Professional ratings
Review scores
| Source | Rating |
| AllMusic | Star |

==Production==
In an interview with producer John Loeffler, it was revealed that it took three and a half weeks to produce the album.

==Reception==
Pokémon 2.B.A. Master was certified gold by the Recording Industry Association of America (RIAA) on October 18, 1999, for selling 500,000 copies.

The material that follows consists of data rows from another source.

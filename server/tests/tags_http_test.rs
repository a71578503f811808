//! HTTP Integration Tests for tags.
//!
//! Run with: `cargo test --test tags_http_test -- --nocapture`

mod helpers;

use axum::http::Method;
use helpers::{body_to_json, TestApp};
use quill_server::permissions::Role;
use serde_json::json;

fn named(name: &str) -> Option<serde_json::Value> {
    Some(json!({ "name": name }))
}

#[tokio::test]
async fn test_create_tag_is_case_insensitive_idempotent() {
    let app = TestApp::new();
    let (_, token) = app.create_user("user", Role::User).await;

    let resp = app.send(Method::POST, "/api/tags", Some(&token), named("tech")).await;
    assert_eq!(resp.status(), 201);
    let first = body_to_json(resp).await;

    let resp = app.send(Method::POST, "/api/tags", Some(&token), named("Tech")).await;
    assert_eq!(resp.status(), 201);
    let second = body_to_json(resp).await;

    assert_eq!(second["id"], first["id"]);
    assert_eq!(second["name"], "tech");

    let resp = app.send(Method::GET, "/api/tags", None, None).await;
    assert_eq!(body_to_json(resp).await.as_array().unwrap().len(), 1);
}

#[tokio::test]
async fn test_create_tag_requires_auth_and_name() {
    let app = TestApp::new();
    let (_, token) = app.create_user("user", Role::User).await;

    let resp = app.send(Method::POST, "/api/tags", None, named("tech")).await;
    assert_eq!(resp.status(), 401);

    let resp = app.send(Method::POST, "/api/tags", Some(&token), named("")).await;
    assert_eq!(resp.status(), 400);

    let resp = app
        .send(Method::POST, "/api/tags", Some(&token), named(&"x".repeat(51)))
        .await;
    assert_eq!(resp.status(), 400);
}

#[tokio::test]
async fn test_rename_tag() {
    let app = TestApp::new();
    let (_, token) = app.create_user("user", Role::User).await;
    let resp = app.send(Method::POST, "/api/tags", Some(&token), named("rust")).await;
    let rust = body_to_json(resp).await;
    app.send(Method::POST, "/api/tags", Some(&token), named("go")).await;
    let uri = format!("/api/tags/{}", rust["id"]);

    let resp = app.send(Method::PUT, &uri, Some(&token), named("Rust")).await;
    assert_eq!(resp.status(), 200);
    assert_eq!(body_to_json(resp).await["name"], "Rust");

    let resp = app.send(Method::PUT, &uri, Some(&token), named("GO")).await;
    assert_eq!(resp.status(), 400);

    let resp = app.send(Method::PUT, "/api/tags/999", Some(&token), named("new")).await;
    assert_eq!(resp.status(), 404);
}

#[tokio::test]
async fn test_delete_tag_is_admin_only() {
    let app = TestApp::new();
    let (_, admin) = app.create_user("admin", Role::Admin).await;
    let (_, moderator) = app.create_user("moderator", Role::Moderator).await;
    let resp = app.send(Method::POST, "/api/tags", Some(&admin), named("temp")).await;
    let tag = body_to_json(resp).await;
    let uri = format!("/api/tags/{}", tag["id"]);

    let resp = app.send(Method::DELETE, &uri, None, None).await;
    assert_eq!(resp.status(), 401);

    let resp = app.send(Method::DELETE, &uri, Some(&moderator), None).await;
    assert_eq!(resp.status(), 403);

    let resp = app.send(Method::DELETE, &uri, Some(&admin), None).await;
    assert_eq!(resp.status(), 204);

    let resp = app.send(Method::GET, &uri, None, None).await;
    assert_eq!(resp.status(), 404);
}

#[tokio::test]
async fn test_tags_listed_by_name() {
    let app = TestApp::new();
    let (_, token) = app.create_user("user", Role::User).await;
    for name in ["web", "async", "rust"] {
        app.send(Method::POST, "/api/tags", Some(&token), named(name)).await;
    }

    let resp = app.send(Method::GET, "/api/tags", None, None).await;
    let names: Vec<String> = body_to_json(resp)
        .await
        .as_array()
        .unwrap()
        .iter()
        .map(|t| t["name"].as_str().unwrap().to_string())
        .collect();
    assert_eq!(names, vec!["async", "rust", "web"]);
}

As of May 2003, the album has sold over three million copies worldwide.

==In popular culture==
- Shortened versions of the songs "2.B.A. Master," "Double Trouble (Team Rocket)," "My Best Friends," "Together Forever," "Viridian City," and "What Kind of Pokémon Are You?" are played in the "Pikachu's Jukebox" segment during the show's first two seasons.
- Instrumental versions of the album's songs make up the soundtrack to the 2000 video game Pokémon Puzzle League.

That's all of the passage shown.